For the first time in their career, the band decided to write and record the new album remotely in order to spend as much time with their families as possible. Jahnke, who lives in Austin, would capture melodic and harmonic ideas in voice memos and send them off for lyrics to Baxter, who now resides in Florence, AL. When it came time to record, Jahnke laid down his instrumental work in San Antonio with frequent production collaborator Chris Jacobie, while Baxter cut his main vocals at a studio just a mile down the road from his house.
“It was a totally freeing way to make an album,” says Jahnke. “It allowed us to take our time and work when we felt most comfortable, and it also made it easier to trust our instincts. We were each hearing everything the other recorded with fresh ears and no preconceptions, so there wasn’t any second-guessing or deferring to other people in the room. We knew instantly when we got it right and when a song was finished.”
The record opens with the stunning “Long Gone,” a heavyhearted, melancholic gem that the band actually reverse engineered, recording the vocals first and writing a musical bed to go underneath it after. As unusual as the approach was, it exemplified the duo’s willingness to take chances on the album and their desire to push themselves to places they hadn’t yet explored. The waltzing “Bishop,” for instance, finds Baxter pulling lyrical influence equally from Shakespeare and Ray Bradbury, while the stirring “Eloise” doesn’t introduce a single instrument until nearly a minute into the song.
“We weren’t in a rush writing this music, and I think that sense carried over into our willingness to try new things in the studio,” says Jahnke. “At the end of the sessions, we got together in San Antonio to put the finishing touches on everything, and we ended up recording the vocals for that song totally a capella with just a room mic.”
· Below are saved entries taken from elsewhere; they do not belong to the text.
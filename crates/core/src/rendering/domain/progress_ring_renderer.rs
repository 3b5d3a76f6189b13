use std::f64::consts::FRAC_PI_2;

use crate::detection::domain::detection::BoundingBox;
use crate::rendering::domain::drawing_surface::{
    DrawingSurface, LineCap, LineDash, Rgba, Shape, Stroke,
};
use crate::rendering::domain::target_zone::{
    arc_dash, ramanujan_perimeter, TargetZone, ZoneFractions,
};

pub const DIM_COLOR: Rgba = Rgba::new(0, 0, 0, 0.55);
pub const GUIDE_COLOR: Rgba = Rgba::new(255, 255, 255, 0.35);
pub const ARC_COLOR: Rgba = Rgba::opaque(0, 230, 64);
pub const GUIDE_WIDTH: f64 = 4.0;
pub const ARC_WIDTH: f64 = 6.0;

const FACE_BOX_FRONTAL: Rgba = Rgba::opaque(0, 255, 0);
const FACE_BOX_TURNED: Rgba = Rgba::opaque(255, 0, 0);
const FACE_BOX_WIDTH: f64 = 4.0;

/// How the target zone is drawn, fixed for the renderer's lifetime.
#[derive(Clone, Copy, Debug, PartialEq, Eq)]
pub enum ZoneStrategy {
    Elliptical,
    /// For surfaces without an ellipse primitive.
    Circular,
}

/// Draws the dimmed backdrop, the zone guide and the clockwise progress arc.
pub struct ProgressRingRenderer {
    strategy: ZoneStrategy,
    fractions: ZoneFractions,
}

impl ProgressRingRenderer {
    pub fn new(strategy: ZoneStrategy, fractions: ZoneFractions) -> Self {
        Self {
            strategy,
            fractions,
        }
    }

    /// Picks the strategy from the surface's capabilities once, at setup.
    pub fn for_surface(surface: &dyn DrawingSurface, fractions: ZoneFractions) -> Self {
        let strategy = if surface.supports_ellipse() {
            ZoneStrategy::Elliptical
        } else {
            ZoneStrategy::Circular
        };
        log::info!("Progress ring using {:?} target zone", strategy);
        Self::new(strategy, fractions)
    }

    pub fn strategy(&self) -> ZoneStrategy {
        self.strategy
    }

    /// Zone shape and its perimeter for a `width × height` viewport.
    pub fn zone(&self, width: u32, height: u32) -> (Shape, f64) {
        let zone = TargetZone::for_viewport(width, height, &self.fractions);
        match self.strategy {
            ZoneStrategy::Elliptical => (
                zone.ellipse(),
                ramanujan_perimeter(zone.radius_x, zone.radius_y),
            ),
            ZoneStrategy::Circular => (
                zone.circle(),
                ramanujan_perimeter(zone.radius_x, zone.radius_x),
            ),
        }
    }

    pub fn render(&self, surface: &mut dyn DrawingSurface, width: u32, height: u32, progress: f64) {
        let (shape, perimeter) = self.zone(width, height);

        surface.fill_outside(&shape, DIM_COLOR);
        surface.stroke(&shape, &Stroke::solid(GUIDE_COLOR, GUIDE_WIDTH));

        let progress = progress.clamp(0.0, 1.0);
        if progress <= 0.0 {
            return;
        }

        surface.stroke(
            &shape,
            &Stroke {
                color: ARC_COLOR,
                width: ARC_WIDTH,
                line_cap: LineCap::Round,
                dash: Some(LineDash {
                    segments: arc_dash(perimeter, progress),
                    offset: 0.0,
                }),
                start_angle: -FRAC_PI_2,
            },
        );
    }

    /// Outlines the detector's box in pixel space, colored by orientation.
    pub fn render_face_box(
        &self,
        surface: &mut dyn DrawingSurface,
        bounding_box: &BoundingBox,
        is_frontal: bool,
    ) {
        let (width, height) = surface.size();
        let (x, y, w, h) = bounding_box.to_pixels(width, height);
        let color = if is_frontal {
            FACE_BOX_FRONTAL
        } else {
            FACE_BOX_TURNED
        };
        surface.stroke(
            &Shape::Rectangle {
                x,
                y,
                width: w,
                height: h,
            },
            &Stroke::solid(color, FACE_BOX_WIDTH),
        );
    }
}
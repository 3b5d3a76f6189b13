use std::fs;
use std::path::{Path, PathBuf};
use std::time::Duration;

use serde::{Deserialize, Serialize};
use thiserror::Error;

use crate::detection::domain::face_classifier::ClassifierThresholds;
use crate::rendering::domain::target_zone::ZoneFractions;
use crate::shared::constants::{APP_DIR_NAME, CONFIG_FILE_NAME};

pub const DEFAULT_REQUIRED_DWELL_MS: u64 = 2000;
pub const DEFAULT_JPEG_QUALITY: f32 = 0.9;
pub const DEFAULT_MIN_DETECTION_CONFIDENCE: f64 = 0.7;

#[derive(Error, Debug)]
pub enum ConfigError {
    #[error("failed to read config {path}: {source}")]
    Read {
        path: PathBuf,
        #[source]
        source: std::io::Error,
    },
    #[error("failed to parse config {path}: {source}")]
    Parse {
        path: PathBuf,
        #[source]
        source: serde_json::Error,
    },
    #[error("invalid config: {0}")]
    Invalid(String),
}

/// Tuning constants for one capture session.
///
/// Every field has a default so partial JSON files are accepted.
#[derive(Debug, Clone, PartialEq, Serialize, Deserialize)]
pub struct CaptureConfig {
    #[serde(default)]
    pub thresholds: ClassifierThresholds,
    #[serde(default = "default_required_dwell_ms")]
    pub required_dwell_ms: u64,
    #[serde(default)]
    pub zone: ZoneFractions,
    /// Encoder quality in (0, 1].
    #[serde(default = "default_jpeg_quality")]
    pub jpeg_quality: f32,
    #[serde(default = "default_min_detection_confidence")]
    pub min_detection_confidence: f64,
    /// Outline the detector's bounding box, green when frontal and red otherwise.
    #[serde(default)]
    pub show_face_box: bool,
}

fn default_required_dwell_ms() -> u64 {
    DEFAULT_REQUIRED_DWELL_MS
}

fn default_jpeg_quality() -> f32 {
    DEFAULT_JPEG_QUALITY
}

fn default_min_detection_confidence() -> f64 {
    DEFAULT_MIN_DETECTION_CONFIDENCE
}

impl Default for CaptureConfig {
    fn default() -> Self {
        Self {
            thresholds: ClassifierThresholds::default(),
            required_dwell_ms: DEFAULT_REQUIRED_DWELL_MS,
            zone: ZoneFractions::default(),
            jpeg_quality: DEFAULT_JPEG_QUALITY,
            min_detection_confidence: DEFAULT_MIN_DETECTION_CONFIDENCE,
            show_face_box: false,
        }
    }
}

impl CaptureConfig {
    /// Per-user config location, e.g. `~/.config/FaceCapture/config.json`.
    pub fn user_config_path() -> Option<PathBuf> {
        dirs::config_dir().map(|d| d.join(APP_DIR_NAME).join(CONFIG_FILE_NAME))
    }

    /// Loads the user config if present, otherwise the defaults.
    pub fn load() -> Result<Self, ConfigError> {
        match Self::user_config_path() {
            Some(path) if path.exists() => Self::load_from(&path),
            _ => Ok(Self::default()),
        }
    }

    pub fn load_from(path: &Path) -> Result<Self, ConfigError> {
        let json = fs::read_to_string(path).map_err(|e| ConfigError::Read {
            path: path.to_path_buf(),
            source: e,
        })?;
        let config: Self = serde_json::from_str(&json).map_err(|e| ConfigError::Parse {
            path: path.to_path_buf(),
            source: e,
        })?;
        config.validate()?;
        Ok(config)
    }

    pub fn validate(&self) -> Result<(), ConfigError> {
        let t = &self.thresholds;
        for (name, value) in [
            ("eye_level", t.eye_level),
            ("nose_offset", t.nose_offset),
            ("center_x", t.center_x),
            ("center_y", t.center_y),
        ] {
            if !(value > 0.0 && value <= 1.0) {
                return Err(ConfigError::Invalid(format!(
                    "threshold {name} must be in (0, 1], got {value}"
                )));
            }
        }
        for (name, value) in [
            ("radius_x", self.zone.radius_x),
            ("radius_y", self.zone.radius_y),
        ] {
            if !(value > 0.0 && value <= 0.5) {
                return Err(ConfigError::Invalid(format!(
                    "zone {name} must be in (0, 0.5], got {value}"
                )));
            }
        }
        if !(self.jpeg_quality > 0.0 && self.jpeg_quality <= 1.0) {
            return Err(ConfigError::Invalid(format!(
                "jpeg_quality must be in (0, 1], got {}",
                self.jpeg_quality
            )));
        }
        if !(0.0..=1.0).contains(&self.min_detection_confidence) {
            return Err(ConfigError::Invalid(format!(
                "min_detection_confidence must be in [0, 1], got {}",
                self.min_detection_confidence
            )));
        }
        Ok(())
    }

    pub fn required_dwell(&self) -> Duration {
        Duration::from_millis(self.required_dwell_ms)
    }

    /// Encoder quality as the 1..=100 scale used by JPEG encoders.
    pub fn jpeg_quality_percent(&self) -> u8 {
        (self.jpeg_quality * 100.0).round().clamp(1.0, 100.0) as u8
    }
}
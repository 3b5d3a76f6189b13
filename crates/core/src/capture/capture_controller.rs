//! Per-frame orchestration of one capture session.
//!
//! Each step draws the frame, judges the detector's primary face, advances
//! the dwell window and renders the progress ring. When the dwell completes
//! the raw frame is encoded once and the session latches.

use std::time::Duration;

use crate::capture::domain::capture_output::{CaptureOutput, OutputSink};
use crate::capture::domain::dwell_accumulator;
use crate::capture::domain::session_state::SessionState;
use crate::detection::domain::detection::Detection;
use crate::detection::domain::face_classifier::{
    classify, ClassificationResult, ClassifierThresholds,
};
use crate::detection::domain::face_detector::FaceDetector;
use crate::rendering::domain::drawing_surface::{DrawingSurface, SurfaceError};
use crate::rendering::domain::progress_ring_renderer::ProgressRingRenderer;
use crate::shared::capture_config::CaptureConfig;
use crate::shared::frame::Frame;
use crate::video::domain::image_encoder::ImageEncoder;

/// Result of one controller step.
#[derive(Debug, Clone)]
pub struct StepOutcome {
    pub state: SessionState,
    /// Dwell progress shown on this frame, in [0, 1].
    pub progress: f64,
    pub classification: ClassificationResult,
    pub detection: Option<Detection>,
    /// Set only on the frame where capture fired.
    pub captured: Option<CaptureOutput>,
}

pub struct CaptureController {
    detector: Box<dyn FaceDetector>,
    encoder: Box<dyn ImageEncoder>,
    renderer: ProgressRingRenderer,
    thresholds: ClassifierThresholds,
    required_dwell: Duration,
    show_face_box: bool,
    sink: Option<OutputSink>,
}

impl CaptureController {
    pub fn new(
        detector: Box<dyn FaceDetector>,
        encoder: Box<dyn ImageEncoder>,
        renderer: ProgressRingRenderer,
        config: &CaptureConfig,
    ) -> Self {
        Self {
            detector,
            encoder,
            renderer,
            thresholds: config.thresholds,
            required_dwell: config.required_dwell(),
            show_face_box: config.show_face_box,
            sink: None,
        }
    }

    /// Registers the host callback notified when the output slot is written.
    pub fn with_sink(mut self, sink: OutputSink) -> Self {
        self.sink = Some(sink);
        self
    }

    /// Processes one frame at timestamp `now`.
    ///
    /// Fails only when the surface cannot take the frame's dimensions.
    pub fn step(
        &mut self,
        state: SessionState,
        frame: &Frame,
        now: Duration,
        surface: &mut dyn DrawingSurface,
    ) -> Result<StepOutcome, SurfaceError> {
        let (width, height) = frame.dimensions();
        if surface.size() != (width, height) {
            surface.resize(width, height)?;
        }
        surface.draw_frame(frame);

        if state.is_latched() {
            return Ok(StepOutcome {
                progress: state.dwell.progress(),
                state,
                classification: ClassificationResult::absent(),
                detection: None,
                captured: None,
            });
        }

        let detection = self.detect(frame);
        let classification = detection
            .as_ref()
            .map(|d| classify(d, &self.thresholds))
            .unwrap_or_else(ClassificationResult::absent);
        if detection.is_some() {
            log::debug!(
                "frame {}: frontal={} (eye_dy={:.3}, nose={:.3}) centered={} (dx={:.3}, dy={:.3})",
                frame.index(),
                classification.is_frontal,
                classification.eye_diff_y,
                classification.nose_offset,
                classification.is_centered,
                classification.center_x_diff,
                classification.center_y_diff
            );
        }

        let (dwell, triggered) = dwell_accumulator::advance(
            state.dwell,
            classification.joint_condition_holds(),
            now,
            self.required_dwell,
        );
        let progress = dwell.progress();

        self.renderer.render(surface, width, height, progress);
        if self.show_face_box {
            if let Some(d) = &detection {
                self.renderer
                    .render_face_box(surface, &d.bounding_box, classification.is_frontal);
            }
        }

        let state = SessionState { dwell, ..state };
        if !triggered {
            return Ok(StepOutcome {
                state,
                progress,
                classification,
                detection,
                captured: None,
            });
        }

        let output = match self.encoder.encode(frame) {
            Ok(jpeg) => CaptureOutput::from_jpeg(&jpeg),
            Err(e) => {
                log::error!("Failed to encode capture at frame {}: {e}", frame.index());
                return Ok(StepOutcome {
                    state,
                    progress,
                    classification,
                    detection,
                    captured: None,
                });
            }
        };

        log::info!(
            "Captured frame {} after {:?} of dwell",
            frame.index(),
            self.required_dwell
        );
        if let Some(sink) = self.sink.as_mut() {
            sink(&output);
        }

        Ok(StepOutcome {
            state: state.latch(output.clone()),
            progress,
            classification,
            detection,
            captured: Some(output),
        })
    }

    fn detect(&mut self, frame: &Frame) -> Option<Detection> {
        match self.detector.detect(frame) {
            Ok(Some(d)) if d.is_well_formed() => Some(d),
            Ok(Some(d)) => {
                log::debug!(
                    "frame {}: ignoring detection with {} keypoints",
                    frame.index(),
                    d.keypoints.len()
                );
                None
            }
            Ok(None) => None,
            Err(e) => {
                log::warn!("Face detection failed on frame {}: {e}", frame.index());
                None
            }
        }
    }
}
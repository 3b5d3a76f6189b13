use std::collections::HashMap;
use std::time::Instant;

/// Observer for capture-session events.
///
/// Lets the CLI report timings and progress without the session driver
/// knowing where the output goes.
pub trait SessionLogger: Send {
    /// Called once per processed frame with the dwell progress shown on it.
    fn frame(&mut self, index: usize, progress: f64);

    /// Record how long a named stage took for one frame.
    fn timing(&mut self, stage: &str, duration_ms: f64);

    /// Record a point-in-time metric (e.g. reader queue depth).
    fn metric(&mut self, name: &str, value: f64);

    fn info(&mut self, message: &str);

    /// Emit an end-of-session summary. Default: no-op.
    fn summary(&self) {}
}

/// Discards everything. Used by embedders with their own reporting and by tests.
pub struct NullSessionLogger;

impl SessionLogger for NullSessionLogger {
    fn frame(&mut self, _index: usize, _progress: f64) {}
    fn timing(&mut self, _stage: &str, _duration_ms: f64) {}
    fn metric(&mut self, _name: &str, _value: f64) {}
    fn info(&mut self, _message: &str) {}
}

/// Accumulates per-stage timings and metrics and logs a summary at the end.
///
/// Progress lines are throttled to one per `throttle_frames` frames, plus
/// one whenever the dwell progress changes by at least a quarter.
pub struct StdoutSessionLogger {
    throttle_frames: usize,
    timings: HashMap<String, Vec<f64>>,
    metrics: HashMap<String, Vec<f64>>,
    start_time: Instant,
    frames: usize,
    last_reported_progress: f64,
    messages: Vec<String>,
}

impl StdoutSessionLogger {
    pub fn new(throttle_frames: usize) -> Self {
        Self {
            throttle_frames: throttle_frames.max(1),
            timings: HashMap::new(),
            metrics: HashMap::new(),
            start_time: Instant::now(),
            frames: 0,
            last_reported_progress: 0.0,
            messages: Vec::new(),
        }
    }

    /// Returns the formatted summary string, or `None` if no data recorded.
    pub fn summary_string(&self) -> Option<String> {
        if self.timings.is_empty() && self.metrics.is_empty() {
            return None;
        }

        let elapsed_ms = self.start_time.elapsed().as_secs_f64() * 1000.0;
        let frames = self.frames;
        let mut lines = vec![format!(
            "Session summary ({frames} frames, {:.1}s total):",
            elapsed_ms / 1000.0
        )];

        let mut stages: Vec<_> = self.timings.keys().collect();
        stages.sort();
        for stage in stages {
            let durations = &self.timings[stage];
            let total_ms: f64 = durations.iter().sum();
            let avg_ms = mean(durations);
            let pct = if elapsed_ms > 0.0 {
                total_ms / elapsed_ms * 100.0
            } else {
                0.0
            };
            lines.push(format!(
                "  {stage:12}: avg {avg_ms:6.1}ms  total {total_ms:7.0}ms  ({pct:4.1}%)"
            ));
        }

        let mut metric_names: Vec<_> = self.metrics.keys().collect();
        metric_names.sort();
        for name in metric_names {
            lines.push(format!("  {name}: avg {:.1}", mean(&self.metrics[name])));
        }

        if frames > 0 && elapsed_ms > 0.0 {
            let fps = frames as f64 / (elapsed_ms / 1000.0);
            lines.push(format!("  Throughput: {fps:.1} fps"));
        }

        Some(lines.join("\n"))
    }

    pub fn timings_for(&self, stage: &str) -> Option<&[f64]> {
        self.timings.get(stage).map(|v| v.as_slice())
    }

    pub fn metrics_for(&self, name: &str) -> Option<&[f64]> {
        self.metrics.get(name).map(|v| v.as_slice())
    }

    fn should_report(&self, index: usize, progress: f64) -> bool {
        index % self.throttle_frames == 0
            || (progress - self.last_reported_progress).abs() >= 0.25
            || (progress >= 1.0 && self.last_reported_progress < 1.0)
    }
}

impl Default for StdoutSessionLogger {
    fn default() -> Self {
        Self::new(30)
    }
}

fn mean(values: &[f64]) -> f64 {
    if values.is_empty() {
        0.0
    } else {
        values.iter().sum::<f64>() / values.len() as f64
    }
}

impl SessionLogger for StdoutSessionLogger {
    fn frame(&mut self, index: usize, progress: f64) {
        self.frames += 1;
        if self.should_report(index, progress) {
            log::info!("Frame {index}: dwell {:.0}%", progress * 100.0);
            self.last_reported_progress = progress;
        }
    }

    fn timing(&mut self, stage: &str, duration_ms: f64) {
        self.timings
            .entry(stage.to_string())
            .or_default()
            .push(duration_ms);
    }

    fn metric(&mut self, name: &str, value: f64) {
        self.metrics
            .entry(name.to_string())
            .or_default()
            .push(value);
    }

    fn info(&mut self, message: &str) {
        self.messages.push(message.to_string());
        log::info!("{message}");
    }

    fn summary(&self) {
        if let Some(text) = self.summary_string() {
            log::info!("\n\n{text}");
        }
    }
}
pub mod model_resolver;
pub mod onnx_blazeface_detector;
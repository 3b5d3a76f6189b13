use crate::capture::domain::capture_output::CaptureOutput;
use crate::capture::domain::dwell_accumulator::DwellState;

/// Capture latch. `Latched` is terminal for the session.
#[derive(Debug, Clone, Copy, PartialEq, Eq, Default)]
pub enum CapturePhase {
    #[default]
    Armed,
    Latched,
}

/// Everything that persists between frames of one capture session.
///
/// Owned by the caller and threaded through each controller step; a fresh
/// value starts a new session.
#[derive(Debug, Clone, PartialEq, Default)]
pub struct SessionState {
    pub dwell: DwellState,
    pub phase: CapturePhase,
    pub output: CaptureOutput,
}

impl SessionState {
    pub fn new() -> Self {
        Self::default()
    }

    pub fn is_latched(&self) -> bool {
        self.phase == CapturePhase::Latched
    }

    /// Moves to `Latched` with the captured output. Only valid from `Armed`.
    pub(crate) fn latch(self, output: CaptureOutput) -> Self {
        debug_assert_eq!(self.phase, CapturePhase::Armed, "session already latched");
        Self {
            dwell: self.dwell,
            phase: CapturePhase::Latched,
            output,
        }
    }
}

#[cfg(test)]
mod tests {
    use super::*;

    #[test]
    fn test_new_session_is_armed_and_empty() {
        let state = SessionState::new();
        assert_eq!(state.phase, CapturePhase::Armed);
        assert!(!state.is_latched());
        assert!(state.output.is_empty());
        assert!(!state.dwell.is_accumulating());
    }

    #[test]
    fn test_latch_sets_phase_and_output() {
        let state = SessionState::new().latch(CaptureOutput::captured("img".to_string()));
        assert!(state.is_latched());
        assert!(state.output.face_detected);
        assert_eq!(state.output.image_base64, "img");
    }
}
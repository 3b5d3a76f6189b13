//! Continuous-dwell timing for the joint frontal ∧ centered condition.
//!
//! Any frame where the condition fails resets the window completely: there
//! is no partial credit and no decay. Elapsed time comes from timestamps, so
//! the result is independent of frame rate.

use std::time::Duration;

/// Invariant: `accumulation_start` is `None` exactly when the last frame failed
/// the condition (or no frame was seen), and then `progress` is 0.
#[derive(Debug, Clone, Copy, PartialEq, Default)]
pub struct DwellState {
    accumulation_start: Option<Duration>,
    progress: f64,
}

impl DwellState {
    pub fn accumulation_start(&self) -> Option<Duration> {
        self.accumulation_start
    }

    /// Fraction of the required dwell completed, in [0, 1].
    pub fn progress(&self) -> f64 {
        self.progress
    }

    pub fn is_accumulating(&self) -> bool {
        self.accumulation_start.is_some()
    }
}

/// Advances the dwell window by one frame. Returns the new state and whether
/// the required dwell has been reached on this frame.
pub fn advance(
    state: DwellState,
    joint_condition_holds: bool,
    now: Duration,
    required: Duration,
) -> (DwellState, bool) {
    if !joint_condition_holds {
        return (DwellState::default(), false);
    }

    let start = state.accumulation_start.unwrap_or(now);
    let elapsed = now.saturating_sub(start);

    let progress = if required.is_zero() {
        1.0
    } else {
        (elapsed.as_secs_f64() / required.as_secs_f64()).min(1.0)
    };

    (
        DwellState {
            accumulation_start: Some(start),
            progress,
        },
        elapsed >= required,
    )
}
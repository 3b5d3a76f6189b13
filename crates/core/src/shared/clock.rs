//! Session time sources.
//!
//! Dwell accumulation works on timestamp deltas, never frame counts, so every
//! frame must be stamped by a clock. Live sources use the monotonic wall clock;
//! recorded files use their presentation timeline so replay is deterministic.

use std::time::{Duration, Instant};

use crate::shared::frame::Frame;

/// Supplies the timestamp for a frame, measured from the session epoch.
pub trait Clock: Send {
    fn now(&mut self, frame: &Frame) -> Duration;
}

/// Wall-clock time since the clock was created.
pub struct MonotonicClock {
    epoch: Instant,
}

impl MonotonicClock {
    pub fn new() -> Self {
        Self {
            epoch: Instant::now(),
        }
    }
}

impl Default for MonotonicClock {
    fn default() -> Self {
        Self::new()
    }
}

impl Clock for MonotonicClock {
    fn now(&mut self, _frame: &Frame) -> Duration {
        self.epoch.elapsed()
    }
}

/// Presentation time derived from the frame index and a fixed frame rate.
pub struct FrameRateClock {
    fps: f64,
}

impl FrameRateClock {
    pub fn new(fps: f64) -> Result<Self, &'static str> {
        if !(fps > 0.0) || !fps.is_finite() {
            return Err("fps must be a positive finite number");
        }
        Ok(Self { fps })
    }
}

impl Clock for FrameRateClock {
    fn now(&mut self, frame: &Frame) -> Duration {
        Duration::from_secs_f64(frame.index() as f64 / self.fps)
    }
}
Adventurous as it may be, ‘Finch’ still nails many of the quirky, playful trademarks Penny & Sparrow have come to be loved for. The infectious “Don’t Wanna Be Without Ya” imagines reincarnation as a way to make romance last forever, while the sultry “Recuerda” uses learning a language as a metaphor for falling in love, and the stirring “Gumshoe” aims to see life with the analytical mind of a detective and the childlike wonder of a magician. Perhaps it’s the dreamy “Stockholm,” though, that best captures the heart and soul of the record. “That song to me feels like the first challenging conversation you have with someone very different than you,” says Baxter. “It’s about recognizing the systems of thought that can trap you and being open to self examination and change.”
In the end, that’s what music offered for Penny & Sparrow, a chance to see things from a new perspective, a chance to open their eyes and their minds and their hearts, a chance to put themselves in the shoes of others and walk through this world with more love and acceptance than they’d ever thought possible. They titled the album ‘Finch’ as a nod to Charles Darwin, who developed his theory of evolution in part by studying the changes that manifested over time in groups of birds that moved to different islands across the Galapagos, and it’s easy to see the connection.
“We changed islands,” reflects Baxter, “and that in turn changed us in some truly beautiful ways.”